- Data to use:
impl<const N: usize, F: SlFloat> Opinion<N, F> {
    pub const SIZE: usize = N;

    /// Cria a opinião a partir das massas e do prior, sem validação.
    pub fn new(belief_masses: [F; N], prior: [F; N]) -> Self {
        Self::from_no_base(OpinionNoBase::new(belief_masses), prior)
    }

    pub fn from_no_base(opinion_no_base: OpinionNoBase<N, F>, prior: [F; N]) -> Self {
        Self { opinion_no_base, prior }
    }

    /// Opinião vácua com prior neutro.
    pub fn vacuous() -> Self {
        Self::new(OpinionNoBase::<N, F>::vacuous_belief_distr(), float::neutral())
    }

    /// Opinião dogmática sem preferência: massas `1/N` e prior neutro.
    pub fn neutral_belief_opinion() -> Self {
        Self::new(float::neutral(), float::neutral())
    }

    /// Sinônimo de [`vacuous`](Self::vacuous).
    pub fn vacuous_belief_opinion() -> Self {
        Self::vacuous()
    }

    pub fn opinion_no_base(&self) -> &OpinionNoBase<N, F> {
        &self.opinion_no_base
    }

    pub fn opinion_no_base_mut(&mut self) -> &mut OpinionNoBase<N, F> {
        &mut self.opinion_no_base
    }

    pub fn belief_masses(&self) -> &[F; N] {
        self.opinion_no_base.belief_masses()
    }

    pub fn belief_masses_mut(&mut self) -> &mut [F; N] {
        self.opinion_no_base.belief_masses_mut()
    }

    pub fn belief_mass(&self, idx: usize) -> F {
        self.opinion_no_base.belief_mass(idx)
    }

    pub fn prior(&self) -> &[F; N] {
        &self.prior
    }

    pub fn prior_mut(&mut self) -> &mut [F; N] {
        &mut self.prior
    }

    pub fn uncertainty(&self) -> F {
        self.opinion_no_base.uncertainty()
    }

    /// Valida as massas e o prior: `aᵢ ≥ −ε` e `|Σaᵢ − 1| < ε`.
    pub fn is_valid(&self) -> bool {
        let prior_sum = float::sum(&self.prior);
        self.opinion_no_base.is_valid()
            && self.prior.iter().all(|a| *a >= -F::EPS)
            && (prior_sum - F::one()).abs() < F::EPS
    }

    pub fn is_dogmatic(&self) -> bool {
        self.opinion_no_base.is_dogmatic()
    }

    pub fn is_vacuous(&self) -> bool {
        self.opinion_no_base.is_vacuous()
    }

    pub fn evidence(&self) -> [F; N] {
        self.opinion_no_base.evidence()
    }

    pub fn dissonance(&self) -> F {
        self.opinion_no_base.dissonance()
    }

    pub fn probabilities(&self) -> [F; N] {
        self.opinion_no_base.probabilities()
    }

    /// Probabilidade projetada com o prior próprio: `Pᵢ = bᵢ + u·aᵢ`.
    pub fn projection(&self) -> [F; N] {
        self.opinion_no_base.projection(&self.prior)
    }

    pub fn uncertainty_differential(&self, other: &Self) -> F {
        self.opinion_no_base.uncertainty_differential(&other.opinion_no_base)
    }

    /// Grau de conflito, cada operando projetado com o próprio prior.
    pub fn degree_of_conflict(&self, other: &Self) -> F {
        self.opinion_no_base
            .degree_of_conflict_with(&other.opinion_no_base, &self.prior, &other.prior)
    }

    pub fn degree_of_harmony(&self, other: &Self) -> F {
        self.opinion_no_base
            .degree_of_harmony_with(&other.opinion_no_base, &self.prior, &other.prior)
    }

    /// Combinação convexa das massas e do prior.
    pub fn interpolate(&self, other: &Self, t: F) -> Self {
        Self::from_no_base(
            self.opinion_no_base.interpolate(&other.opinion_no_base, t),
            array::from_fn(|idx| (F::one() - t) * self.prior[idx] + t * other.prior[idx]),
        )
    }

    fn take_mean_prior(&mut self, other: &Self) {
        self.prior = float::midpoint(&self.prior, &other.prior);
    }

    /// Prior ponderado pela certeza, usado pelas fusões BC e WB.
    fn certainty_weighted_prior(&mut self, other: &Self, u: F, u_other: F) {
        let denom = F::two() - u - u_other;
        if denom.abs() < F::EPS {
            self.take_mean_prior(other);
            return;
        }
        for idx in 0..N {
            self.prior[idx] = (self.prior[idx] * (F::one() - u) + other.prior[idx] * (F::one() - u_other)) / denom;
        }
    }

    // ─── Fusão ──────────────────────────────────────────────────────

    pub fn cum_fuse(&self, other: &Self) -> Self {
        let mut out = *self;
        out.cum_fuse_assign(other);
        out
    }

    pub fn cum_fuse_assign(&mut self, other: &Self) {
        let u = self.uncertainty();
        let u_other = other.uncertainty();
        self.opinion_no_base.cum_fuse_assign(&other.opinion_no_base);

        let denom = u + u_other - F::two() * u * u_other;
        if denom.abs() < F::EPS {
            self.take_mean_prior(other);
            return;
        }
        for idx in 0..N {
            self.prior[idx] = (self.prior[idx] * u_other + other.prior[idx] * u
                - (self.prior[idx] + other.prior[idx]) * u * u_other)
                / denom;
        }
    }

    /// Inverso de [`cum_fuse`](Self::cum_fuse); o prior fica inalterado.
    pub fn cum_unfuse(&self, other: &Self) -> Self {
        let mut out = *self;
        out.cum_unfuse_assign(other);
        out
    }

    pub fn cum_unfuse_assign(&mut self, other: &Self) {
        self.opinion_no_base.cum_unfuse_assign(&other.opinion_no_base);
    }

    pub fn bc_fuse(&self, other: &Self) -> Self {
        let mut out = *self;
        out.bc_fuse_assign(other);
        out
    }

    pub fn bc_fuse_assign(&mut self, other: &Self) {
        let u = self.uncertainty();
        let u_other = other.uncertainty();
        self.opinion_no_base.bc_fuse_assign(&other.opinion_no_base);
        self.certainty_weighted_prior(other, u, u_other);
    }

    pub fn average_fuse(&self, other: &Self) -> Self {
        let mut out = *self;
        out.average_fuse_assign(other);
        out
    }

    pub fn average_fuse_assign(&mut self, other: &Self) {
        self.opinion_no_base.average_fuse_assign(&other.opinion_no_base);
        self.take_mean_prior(other);
    }

    pub fn average_unfuse(&self, other: &Self) -> Self {
        let mut out = *self;
        out.average_unfuse_assign(other);
        out
    }

    pub fn average_unfuse_assign(&mut self, other: &Self) {
        self.opinion_no_base.average_unfuse_assign(&other.opinion_no_base);
    }

    pub fn wb_fuse(&self, other: &Self) -> Self {
        let mut out = *self;
        out.wb_fuse_assign(other);
        out
    }

    pub fn wb_fuse_assign(&mut self, other: &Self) {
        let u = self.uncertainty();
        let u_other = other.uncertainty();
        self.opinion_no_base.wb_fuse_assign(&other.opinion_no_base);
        self.certainty_weighted_prior(other, u, u_other);
    }

    /// Fusão CCF; o prior não é atualizado.
    pub fn cc_fuse(&self, other: &Self) -> Self {
        let mut out = *self;
        out.cc_fuse_assign(other);
        out
    }

    pub fn cc_fuse_assign(&mut self, other: &Self) {
        self.opinion_no_base.cc_fuse_assign(&other.opinion_no_base);
    }

    // ─── Desconto ───────────────────────────────────────────────────

    pub fn trust_discount(&self, prop: F) -> Self {
        let mut out = *self;
        out.trust_discount_assign(prop);
        out
    }

    pub fn trust_discount_assign(&mut self, prop: F) {
        self.opinion_no_base.trust_discount_assign(prop);
    }

    /// Desconto pela probabilidade projetada da confiança (com o prior dela).
    pub fn trust_discount_with(&self, trust: &Trust<F>) -> Self {
        self.trust_discount(trust.binomial_projection())
    }

    pub fn trust_discount_with_assign(&mut self, trust: &Trust<F>) {
        self.trust_discount_assign(trust.binomial_projection());
    }

    pub fn limited_trust_discount(&self, limit: F, prop: F) -> Self {
        let mut out = *self;
        out.limited_trust_discount_assign(limit, prop);
        out
    }

    pub fn limited_trust_discount_assign(&mut self, limit: F, prop: F) {
        self.opinion_no_base.limited_trust_discount_assign(limit, prop);
    }

    pub fn limited_trust_discount_with(&self, limit: F, trust: &Trust<F>) -> Self {
        self.limited_trust_discount(limit, trust.binomial_projection())
    }

    // ─── Atualização e dedução ──────────────────────────────────────

    /// Casamento de momentos via Dirichlet, preservando o prior.
    pub fn moment_matching_update(&self, probabilities: &[F; N]) -> Self {
        let mut out = *self;
        out.moment_matching_update_assign(probabilities);
        out
    }

    pub fn moment_matching_update_assign(&mut self, probabilities: &[F; N]) {
        let distribution = DirichletDistribution::from(&*self).moment_matching_update(probabilities);
        *self = Self::from(&distribution);
    }

    /// Dedução multinomial com o prior próprio como `a_x`.
    ///
    /// O prior do resultado é a taxa base induzida `a_y`.
    pub fn deduction(&self, conditionals: &[Self; N]) -> Self {
        let mut out = *self;
        out.deduction_assign(conditionals);
        out
    }

    pub fn deduction_assign(&mut self, conditionals: &[Self; N]) {
        let no_base: [OpinionNoBase<N, F>; N] = array::from_fn(|x| conditionals[x].opinion_no_base);
        let base_x = self.prior;
        self.prior = self.opinion_no_base.deduce_assign(&base_x, &no_base);
    }

    /// Redução para `M < N` hipóteses, acumulando massas e prior.
    ///
    /// # Panics
    ///
    /// Nas mesmas condições de [`OpinionNoBase::reduced`].
    pub fn reduced<const M: usize>(&self, mapping: &[usize; N]) -> Opinion<M, F> {
        let opinion_no_base = self.opinion_no_base.reduced::<M>(mapping);
        let mut prior = [F::zero(); M];
        for (idx, target) in mapping.iter().enumerate() {
            prior[*target] += self.prior[idx];
        }
        Opinion::from_no_base(opinion_no_base, prior)
    }
}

- Work item:
Where the listing above has a line with "prior fica inalterado.", start there, and output every line exactly through the line with "pub fn cum_unfuse_assign(&mut", which is also included.

- Task response:
    /// Inverso de [`cum_fuse`](Self::cum_fuse); o prior fica inalterado.
    pub fn cum_unfuse(&self, other: &Self) -> Self {
        let mut out = *self;
        out.cum_unfuse_assign(other);
        out
    }

    pub fn cum_unfuse_assign(&mut self, other: &Self) {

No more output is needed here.